YOUR GOAL: Below this line is a set of entries; quote exactly the lines from the line that contains "Some(start..start + len)" to the line that contains "b',' | b' ' | b'\t' | b'\r'", both lines included.

DATA SHOWN:

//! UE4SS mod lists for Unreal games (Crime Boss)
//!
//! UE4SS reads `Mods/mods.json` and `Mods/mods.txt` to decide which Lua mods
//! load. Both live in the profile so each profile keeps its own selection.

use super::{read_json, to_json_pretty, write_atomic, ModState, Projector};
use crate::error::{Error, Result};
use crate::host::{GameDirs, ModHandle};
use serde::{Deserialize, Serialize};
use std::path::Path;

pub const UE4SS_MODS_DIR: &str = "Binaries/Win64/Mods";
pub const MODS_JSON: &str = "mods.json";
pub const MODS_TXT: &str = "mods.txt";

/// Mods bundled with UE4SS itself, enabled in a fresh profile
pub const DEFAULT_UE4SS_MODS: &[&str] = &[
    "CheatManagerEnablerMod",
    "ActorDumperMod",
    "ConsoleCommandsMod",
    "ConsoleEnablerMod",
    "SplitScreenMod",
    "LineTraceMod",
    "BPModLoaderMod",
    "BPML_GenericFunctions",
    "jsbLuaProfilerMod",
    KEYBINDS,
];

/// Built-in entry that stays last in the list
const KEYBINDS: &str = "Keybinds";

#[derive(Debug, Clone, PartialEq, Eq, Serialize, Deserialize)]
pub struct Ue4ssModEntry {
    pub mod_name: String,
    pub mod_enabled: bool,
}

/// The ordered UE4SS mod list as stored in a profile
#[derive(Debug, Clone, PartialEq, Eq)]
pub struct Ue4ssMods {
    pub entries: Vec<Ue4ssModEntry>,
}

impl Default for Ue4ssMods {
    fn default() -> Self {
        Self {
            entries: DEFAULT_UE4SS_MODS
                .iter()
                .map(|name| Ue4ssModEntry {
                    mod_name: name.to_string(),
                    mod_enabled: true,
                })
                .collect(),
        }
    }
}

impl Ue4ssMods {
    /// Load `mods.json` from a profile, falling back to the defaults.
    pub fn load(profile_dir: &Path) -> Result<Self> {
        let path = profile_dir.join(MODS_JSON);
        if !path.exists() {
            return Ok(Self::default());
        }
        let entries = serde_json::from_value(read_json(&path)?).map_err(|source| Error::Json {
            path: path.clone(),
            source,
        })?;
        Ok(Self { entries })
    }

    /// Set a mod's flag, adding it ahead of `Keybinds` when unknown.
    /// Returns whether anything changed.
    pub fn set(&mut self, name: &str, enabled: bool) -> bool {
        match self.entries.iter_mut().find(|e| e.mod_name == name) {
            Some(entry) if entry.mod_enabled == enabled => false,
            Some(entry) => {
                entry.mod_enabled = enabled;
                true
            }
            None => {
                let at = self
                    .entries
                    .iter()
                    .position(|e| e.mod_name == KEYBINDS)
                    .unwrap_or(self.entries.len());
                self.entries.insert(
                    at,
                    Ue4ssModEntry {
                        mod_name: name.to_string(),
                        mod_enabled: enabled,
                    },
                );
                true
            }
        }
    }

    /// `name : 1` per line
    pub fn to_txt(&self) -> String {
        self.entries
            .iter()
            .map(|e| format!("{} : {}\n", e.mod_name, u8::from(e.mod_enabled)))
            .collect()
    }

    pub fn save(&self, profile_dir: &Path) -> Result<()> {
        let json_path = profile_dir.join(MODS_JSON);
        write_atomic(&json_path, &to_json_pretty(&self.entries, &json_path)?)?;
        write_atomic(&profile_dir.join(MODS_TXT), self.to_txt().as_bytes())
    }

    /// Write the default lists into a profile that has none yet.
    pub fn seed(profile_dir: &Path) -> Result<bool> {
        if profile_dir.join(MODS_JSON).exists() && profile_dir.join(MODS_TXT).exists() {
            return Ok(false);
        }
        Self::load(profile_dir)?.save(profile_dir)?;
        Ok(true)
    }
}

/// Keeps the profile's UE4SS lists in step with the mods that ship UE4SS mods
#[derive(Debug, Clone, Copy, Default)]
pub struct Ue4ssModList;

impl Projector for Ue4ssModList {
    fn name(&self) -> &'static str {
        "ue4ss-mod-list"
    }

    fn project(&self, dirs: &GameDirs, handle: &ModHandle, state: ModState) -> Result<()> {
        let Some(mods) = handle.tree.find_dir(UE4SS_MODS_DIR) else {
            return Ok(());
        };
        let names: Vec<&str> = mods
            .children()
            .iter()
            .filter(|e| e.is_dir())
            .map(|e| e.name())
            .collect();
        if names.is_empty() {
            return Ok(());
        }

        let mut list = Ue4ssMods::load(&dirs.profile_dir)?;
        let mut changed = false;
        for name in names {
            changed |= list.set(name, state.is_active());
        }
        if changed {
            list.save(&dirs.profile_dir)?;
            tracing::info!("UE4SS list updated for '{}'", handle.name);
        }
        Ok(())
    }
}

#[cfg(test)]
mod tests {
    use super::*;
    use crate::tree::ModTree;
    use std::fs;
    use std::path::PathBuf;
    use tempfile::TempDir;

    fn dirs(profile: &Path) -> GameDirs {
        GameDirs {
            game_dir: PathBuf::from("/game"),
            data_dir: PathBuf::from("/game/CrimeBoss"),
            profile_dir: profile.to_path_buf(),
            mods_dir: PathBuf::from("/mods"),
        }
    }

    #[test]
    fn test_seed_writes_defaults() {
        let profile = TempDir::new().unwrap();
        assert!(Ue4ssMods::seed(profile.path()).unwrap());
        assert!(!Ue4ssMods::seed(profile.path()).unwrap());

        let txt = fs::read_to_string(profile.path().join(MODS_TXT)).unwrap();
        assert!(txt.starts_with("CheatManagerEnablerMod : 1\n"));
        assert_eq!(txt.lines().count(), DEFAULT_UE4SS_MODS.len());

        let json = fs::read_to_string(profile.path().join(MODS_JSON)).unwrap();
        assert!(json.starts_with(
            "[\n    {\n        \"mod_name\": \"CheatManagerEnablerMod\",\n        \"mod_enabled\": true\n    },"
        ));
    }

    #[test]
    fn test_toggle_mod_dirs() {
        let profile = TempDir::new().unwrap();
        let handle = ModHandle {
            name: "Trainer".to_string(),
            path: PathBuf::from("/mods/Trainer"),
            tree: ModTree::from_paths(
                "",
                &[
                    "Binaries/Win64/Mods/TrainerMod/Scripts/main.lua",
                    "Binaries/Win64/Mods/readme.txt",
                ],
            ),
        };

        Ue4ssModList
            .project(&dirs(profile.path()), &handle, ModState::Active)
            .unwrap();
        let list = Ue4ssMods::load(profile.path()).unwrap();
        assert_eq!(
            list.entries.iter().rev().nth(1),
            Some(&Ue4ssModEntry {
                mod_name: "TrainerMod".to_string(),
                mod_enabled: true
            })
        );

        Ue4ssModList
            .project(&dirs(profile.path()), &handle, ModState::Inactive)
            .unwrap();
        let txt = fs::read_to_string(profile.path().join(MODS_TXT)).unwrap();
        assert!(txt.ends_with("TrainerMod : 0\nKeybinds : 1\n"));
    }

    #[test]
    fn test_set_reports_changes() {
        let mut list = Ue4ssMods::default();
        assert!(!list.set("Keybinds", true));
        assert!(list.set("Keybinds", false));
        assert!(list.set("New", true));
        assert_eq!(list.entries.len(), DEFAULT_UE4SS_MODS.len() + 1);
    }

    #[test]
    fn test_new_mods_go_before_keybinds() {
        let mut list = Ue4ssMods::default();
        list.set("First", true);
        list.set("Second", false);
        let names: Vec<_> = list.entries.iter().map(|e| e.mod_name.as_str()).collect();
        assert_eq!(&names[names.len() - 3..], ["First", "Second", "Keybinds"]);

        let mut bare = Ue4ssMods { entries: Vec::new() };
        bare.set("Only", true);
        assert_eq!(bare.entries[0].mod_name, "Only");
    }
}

==

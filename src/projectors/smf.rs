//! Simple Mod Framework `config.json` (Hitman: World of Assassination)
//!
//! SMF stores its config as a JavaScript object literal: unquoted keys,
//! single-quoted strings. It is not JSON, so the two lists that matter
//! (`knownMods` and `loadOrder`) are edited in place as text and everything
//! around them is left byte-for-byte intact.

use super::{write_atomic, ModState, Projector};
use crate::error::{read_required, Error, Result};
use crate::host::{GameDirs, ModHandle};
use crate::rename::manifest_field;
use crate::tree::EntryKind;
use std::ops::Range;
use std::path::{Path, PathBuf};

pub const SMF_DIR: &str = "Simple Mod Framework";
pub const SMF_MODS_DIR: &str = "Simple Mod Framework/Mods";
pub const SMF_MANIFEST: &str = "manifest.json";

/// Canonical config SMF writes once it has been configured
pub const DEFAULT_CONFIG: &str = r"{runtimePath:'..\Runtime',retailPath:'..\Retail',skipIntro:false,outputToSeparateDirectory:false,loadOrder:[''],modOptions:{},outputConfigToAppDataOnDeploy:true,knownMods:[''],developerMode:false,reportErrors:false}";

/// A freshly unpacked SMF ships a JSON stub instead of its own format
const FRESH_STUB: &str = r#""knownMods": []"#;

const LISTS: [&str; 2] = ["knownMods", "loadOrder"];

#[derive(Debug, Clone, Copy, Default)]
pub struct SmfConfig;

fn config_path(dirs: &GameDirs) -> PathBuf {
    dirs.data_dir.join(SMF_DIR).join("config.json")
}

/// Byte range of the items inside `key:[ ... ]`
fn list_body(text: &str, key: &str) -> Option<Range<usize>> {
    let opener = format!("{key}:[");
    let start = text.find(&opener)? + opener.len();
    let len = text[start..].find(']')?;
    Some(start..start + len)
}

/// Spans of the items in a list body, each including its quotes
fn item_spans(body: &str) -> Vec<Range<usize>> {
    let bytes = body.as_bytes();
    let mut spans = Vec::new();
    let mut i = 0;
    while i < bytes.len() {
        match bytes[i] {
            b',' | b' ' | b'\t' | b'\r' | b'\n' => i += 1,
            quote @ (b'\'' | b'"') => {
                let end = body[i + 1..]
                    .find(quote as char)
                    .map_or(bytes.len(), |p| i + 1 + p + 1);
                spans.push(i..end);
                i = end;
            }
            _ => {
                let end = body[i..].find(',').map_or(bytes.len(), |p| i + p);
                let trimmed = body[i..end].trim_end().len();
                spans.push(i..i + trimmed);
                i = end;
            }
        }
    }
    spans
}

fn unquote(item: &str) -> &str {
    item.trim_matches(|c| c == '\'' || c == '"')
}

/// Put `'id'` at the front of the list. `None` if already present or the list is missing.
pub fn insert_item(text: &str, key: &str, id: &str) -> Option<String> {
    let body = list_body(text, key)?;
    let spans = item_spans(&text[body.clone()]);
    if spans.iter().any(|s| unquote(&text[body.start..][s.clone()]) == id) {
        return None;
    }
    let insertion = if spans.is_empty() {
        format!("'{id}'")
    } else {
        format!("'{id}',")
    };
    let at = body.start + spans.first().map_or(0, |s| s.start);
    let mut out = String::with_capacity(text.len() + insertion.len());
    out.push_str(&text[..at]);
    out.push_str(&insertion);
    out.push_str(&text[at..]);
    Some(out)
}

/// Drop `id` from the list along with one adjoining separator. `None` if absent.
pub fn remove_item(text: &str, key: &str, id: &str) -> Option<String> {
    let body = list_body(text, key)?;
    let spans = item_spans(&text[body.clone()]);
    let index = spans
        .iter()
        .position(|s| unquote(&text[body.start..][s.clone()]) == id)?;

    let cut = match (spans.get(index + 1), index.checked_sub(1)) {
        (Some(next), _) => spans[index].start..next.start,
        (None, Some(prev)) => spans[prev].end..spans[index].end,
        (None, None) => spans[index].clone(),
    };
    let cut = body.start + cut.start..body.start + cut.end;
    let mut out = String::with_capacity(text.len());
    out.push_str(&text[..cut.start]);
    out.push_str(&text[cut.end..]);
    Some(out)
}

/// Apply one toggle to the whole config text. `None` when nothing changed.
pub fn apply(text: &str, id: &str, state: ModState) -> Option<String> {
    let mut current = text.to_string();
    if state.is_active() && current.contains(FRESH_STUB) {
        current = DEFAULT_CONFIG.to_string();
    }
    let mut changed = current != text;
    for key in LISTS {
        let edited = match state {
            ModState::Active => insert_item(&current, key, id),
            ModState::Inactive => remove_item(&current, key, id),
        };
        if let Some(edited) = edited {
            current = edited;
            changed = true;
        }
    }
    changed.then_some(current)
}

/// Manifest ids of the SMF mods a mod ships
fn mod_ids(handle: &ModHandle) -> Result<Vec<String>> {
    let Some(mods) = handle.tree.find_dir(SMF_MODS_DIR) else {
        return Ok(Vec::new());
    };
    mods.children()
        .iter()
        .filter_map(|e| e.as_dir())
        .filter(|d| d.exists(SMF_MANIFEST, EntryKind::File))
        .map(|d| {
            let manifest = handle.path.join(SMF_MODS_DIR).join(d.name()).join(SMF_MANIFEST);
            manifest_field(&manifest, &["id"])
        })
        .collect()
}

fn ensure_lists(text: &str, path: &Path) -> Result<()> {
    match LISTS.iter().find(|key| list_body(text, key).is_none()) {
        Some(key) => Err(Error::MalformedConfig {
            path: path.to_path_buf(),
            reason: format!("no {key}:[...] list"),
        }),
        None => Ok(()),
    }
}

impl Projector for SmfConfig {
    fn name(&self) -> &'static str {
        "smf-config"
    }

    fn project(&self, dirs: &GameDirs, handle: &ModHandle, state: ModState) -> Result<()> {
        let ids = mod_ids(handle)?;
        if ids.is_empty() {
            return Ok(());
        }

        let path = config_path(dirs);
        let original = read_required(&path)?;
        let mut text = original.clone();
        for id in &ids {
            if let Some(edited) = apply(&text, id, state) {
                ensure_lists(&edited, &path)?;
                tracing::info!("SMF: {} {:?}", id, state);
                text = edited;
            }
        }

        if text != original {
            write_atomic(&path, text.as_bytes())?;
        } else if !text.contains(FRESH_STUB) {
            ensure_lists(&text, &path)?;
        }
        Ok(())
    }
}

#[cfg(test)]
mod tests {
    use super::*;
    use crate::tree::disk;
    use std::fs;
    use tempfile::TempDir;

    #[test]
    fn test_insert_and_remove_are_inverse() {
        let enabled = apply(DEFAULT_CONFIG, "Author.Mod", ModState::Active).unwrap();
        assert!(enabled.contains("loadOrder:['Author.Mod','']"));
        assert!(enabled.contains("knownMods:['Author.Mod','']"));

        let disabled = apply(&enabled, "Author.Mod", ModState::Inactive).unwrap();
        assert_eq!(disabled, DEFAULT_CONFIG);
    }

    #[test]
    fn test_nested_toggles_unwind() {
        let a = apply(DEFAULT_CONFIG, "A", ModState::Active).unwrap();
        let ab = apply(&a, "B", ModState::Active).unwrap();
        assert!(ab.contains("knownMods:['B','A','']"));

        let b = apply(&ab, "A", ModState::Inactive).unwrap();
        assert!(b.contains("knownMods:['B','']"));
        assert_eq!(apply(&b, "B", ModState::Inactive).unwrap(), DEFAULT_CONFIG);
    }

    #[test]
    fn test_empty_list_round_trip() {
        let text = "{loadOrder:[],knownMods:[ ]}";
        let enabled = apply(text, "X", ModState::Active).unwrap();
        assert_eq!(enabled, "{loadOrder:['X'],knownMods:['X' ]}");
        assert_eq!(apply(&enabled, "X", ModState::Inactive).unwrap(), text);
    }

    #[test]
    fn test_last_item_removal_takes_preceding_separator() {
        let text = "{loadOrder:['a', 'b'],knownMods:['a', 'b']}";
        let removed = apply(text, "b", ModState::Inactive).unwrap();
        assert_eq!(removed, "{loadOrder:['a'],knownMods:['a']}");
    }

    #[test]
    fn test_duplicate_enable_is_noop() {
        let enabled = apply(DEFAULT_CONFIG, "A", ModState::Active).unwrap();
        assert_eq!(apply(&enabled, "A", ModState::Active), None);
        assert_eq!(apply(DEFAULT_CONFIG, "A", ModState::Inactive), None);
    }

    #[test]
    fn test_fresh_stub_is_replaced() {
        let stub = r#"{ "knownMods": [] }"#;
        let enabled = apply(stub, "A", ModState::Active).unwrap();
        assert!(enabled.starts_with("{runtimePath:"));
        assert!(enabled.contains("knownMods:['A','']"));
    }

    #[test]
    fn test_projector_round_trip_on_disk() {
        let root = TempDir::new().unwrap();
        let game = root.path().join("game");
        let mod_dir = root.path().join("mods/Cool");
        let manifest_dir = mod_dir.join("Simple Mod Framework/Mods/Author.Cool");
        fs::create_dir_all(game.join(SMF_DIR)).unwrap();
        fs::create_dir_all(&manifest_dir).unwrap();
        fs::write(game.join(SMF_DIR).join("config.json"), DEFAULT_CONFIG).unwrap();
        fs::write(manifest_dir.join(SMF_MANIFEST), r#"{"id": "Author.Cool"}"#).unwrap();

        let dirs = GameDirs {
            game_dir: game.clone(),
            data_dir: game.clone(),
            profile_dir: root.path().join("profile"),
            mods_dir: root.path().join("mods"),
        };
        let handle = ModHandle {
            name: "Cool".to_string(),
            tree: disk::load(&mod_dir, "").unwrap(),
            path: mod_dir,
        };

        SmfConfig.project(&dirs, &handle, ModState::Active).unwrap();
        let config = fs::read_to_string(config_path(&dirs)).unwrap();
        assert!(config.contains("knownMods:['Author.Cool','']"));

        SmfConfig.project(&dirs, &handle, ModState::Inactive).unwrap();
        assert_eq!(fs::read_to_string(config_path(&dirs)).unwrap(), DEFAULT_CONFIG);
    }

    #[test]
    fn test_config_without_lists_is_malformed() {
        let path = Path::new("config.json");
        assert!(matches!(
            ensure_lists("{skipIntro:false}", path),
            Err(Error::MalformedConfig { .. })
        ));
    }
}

ANSWER TO THE EXERCISE:
    Some(start..start + len)
}

/// Spans of the items in a list body, each including its quotes
fn item_spans(body: &str) -> Vec<Range<usize>> {
    let bytes = body.as_bytes();
    let mut spans = Vec::new();
    let mut i = 0;
    while i < bytes.len() {
        match bytes[i] {
            b',' | b' ' | b'\t' | b'\r' | b'\n' => i += 1,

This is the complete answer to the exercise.